A curious piece of news awaited me: Falkenberg had taken service with the Captain as a farm-hand.
This upset the plan we had agreed on, and left me alone once more. I could not understand a word of it all. Anyhow, I could think it over tomorrow. . . . By two in the morning I was still lying awake, shivering and thinking. All those hours I could not get warm; then at last it turned hot, and I lay there in full fever. . . . How frightened she had been yesterday — dared not sit down to eat with me by the roadside, and never opened her eyes to me once through all the journey. . . .
Coming to my senses for a moment, it occurs to me I might wake Falkenberg with my tossing about, and perhaps say things in my delirium. That would never do. I clench my teeth and jump up, get into my clothes again, scramble down the stairs, and set out over the fields at a run.
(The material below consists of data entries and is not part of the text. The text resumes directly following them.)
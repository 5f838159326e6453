use super::{Error, Format, Opcode};
use crate::util::Width;

/// A Dalvik instruction, generic over how branch targets are represented
///
/// There is one variant per encoding [`Format`], so the variant fixes the size and operand layout
/// while the `opcode` field picks the actual operation. Branch targets are `Target`:
///
///   - `i32` relative offsets (in code units) in a finished method. For switch payload elements,
///     the offset is relative to the switch instruction referring to the payload, not to the
///     payload itself.
///   - [`Label`](crate::dex::builder::Label) while a method is being edited
///
/// Register and literal fields use the smallest Rust integer that can hold the format's field.
/// Fields narrower than that (4-bit registers, 4-bit literals, high-only literals) are checked by
/// [`Instruction::validate`].
#[derive(Clone, Debug, PartialEq, Eq, Hash)]
pub enum Instruction<Target> {
    Format10t {
        opcode: Opcode,
        target: Target,
    },
    Format10x {
        opcode: Opcode,
    },
    Format11n {
        opcode: Opcode,
        register_a: u8,
        literal: i8,
    },
    Format11x {
        opcode: Opcode,
        register_a: u8,
    },
    Format12x {
        opcode: Opcode,
        register_a: u8,
        register_b: u8,
    },
    /// Verification error kind, with a reference describing the failure
    Format20bc {
        opcode: Opcode,
        verification_error: u8,
        reference: u16,
    },
    Format20t {
        opcode: Opcode,
        target: Target,
    },
    Format21c {
        opcode: Opcode,
        register_a: u8,
        reference: u16,
    },
    /// Only the high 16 bits of `literal` are encoded
    Format21ih {
        opcode: Opcode,
        register_a: u8,
        literal: i32,
    },
    /// Only the high 16 bits of `literal` are encoded
    Format21lh {
        opcode: Opcode,
        register_a: u8,
        literal: i64,
    },
    Format21s {
        opcode: Opcode,
        register_a: u8,
        literal: i16,
    },
    Format21t {
        opcode: Opcode,
        register_a: u8,
        target: Target,
    },
    Format22b {
        opcode: Opcode,
        register_a: u8,
        register_b: u8,
        literal: i8,
    },
    Format22c {
        opcode: Opcode,
        register_a: u8,
        register_b: u8,
        reference: u16,
    },
    /// Field accessed by its byte offset in the object
    Format22cs {
        opcode: Opcode,
        register_a: u8,
        register_b: u8,
        field_offset: u16,
    },
    Format22s {
        opcode: Opcode,
        register_a: u8,
        register_b: u8,
        literal: i16,
    },
    Format22t {
        opcode: Opcode,
        register_a: u8,
        register_b: u8,
        target: Target,
    },
    Format22x {
        opcode: Opcode,
        register_a: u8,
        register_b: u16,
    },
    Format23x {
        opcode: Opcode,
        register_a: u8,
        register_b: u8,
        register_c: u8,
    },
    Format30t {
        opcode: Opcode,
        target: Target,
    },
    Format31c {
        opcode: Opcode,
        register_a: u8,
        reference: u32,
    },
    Format31i {
        opcode: Opcode,
        register_a: u8,
        literal: i32,
    },
    Format31t {
        opcode: Opcode,
        register_a: u8,
        target: Target,
    },
    Format32x {
        opcode: Opcode,
        register_a: u16,
        register_b: u16,
    },
    /// Up to five 4-bit argument registers
    Format35c {
        opcode: Opcode,
        registers: Vec<u8>,
        reference: u16,
    },
    Format35mi {
        opcode: Opcode,
        registers: Vec<u8>,
        inline_index: u16,
    },
    Format35ms {
        opcode: Opcode,
        registers: Vec<u8>,
        vtable_index: u16,
    },
    Format3rc {
        opcode: Opcode,
        start_register: u16,
        register_count: u8,
        reference: u16,
    },
    Format3rmi {
        opcode: Opcode,
        start_register: u16,
        register_count: u8,
        inline_index: u16,
    },
    Format3rms {
        opcode: Opcode,
        start_register: u16,
        register_count: u8,
        vtable_index: u16,
    },
    Format45cc {
        opcode: Opcode,
        registers: Vec<u8>,
        reference: u16,
        proto: u16,
    },
    Format4rcc {
        opcode: Opcode,
        start_register: u16,
        register_count: u8,
        reference: u16,
        proto: u16,
    },
    Format51l {
        opcode: Opcode,
        register_a: u8,
        literal: i64,
    },
    PackedSwitchPayload {
        first_key: i32,
        targets: Vec<Target>,
    },
    SparseSwitchPayload {
        elements: Vec<SwitchElement<Target>>,
    },
    /// `data` holds the raw little-endian elements, so its length is a multiple of the width
    ArrayPayload {
        element_width: u16,
        data: Vec<u8>,
    },
}

/// Entry in a sparse switch payload
#[derive(Clone, Debug, PartialEq, Eq, Hash)]
pub struct SwitchElement<Target> {
    pub key: i32,
    pub target: Target,
}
After a little my clothes begin to warm me; I make towards the woods, towards the spot where we had been working; sweat and rain pour down my face. If only I can find the saw and work the fever out of my body —’tis an old and tried cure of mine, that. The saw is nowhere to be seen, but I come upon the ax I had left there Saturday evening, and set to work with that. It is almost too dark to see at all, but I feel at the cut now and then with my hands, and bring down several trees. The sweat pours off me now.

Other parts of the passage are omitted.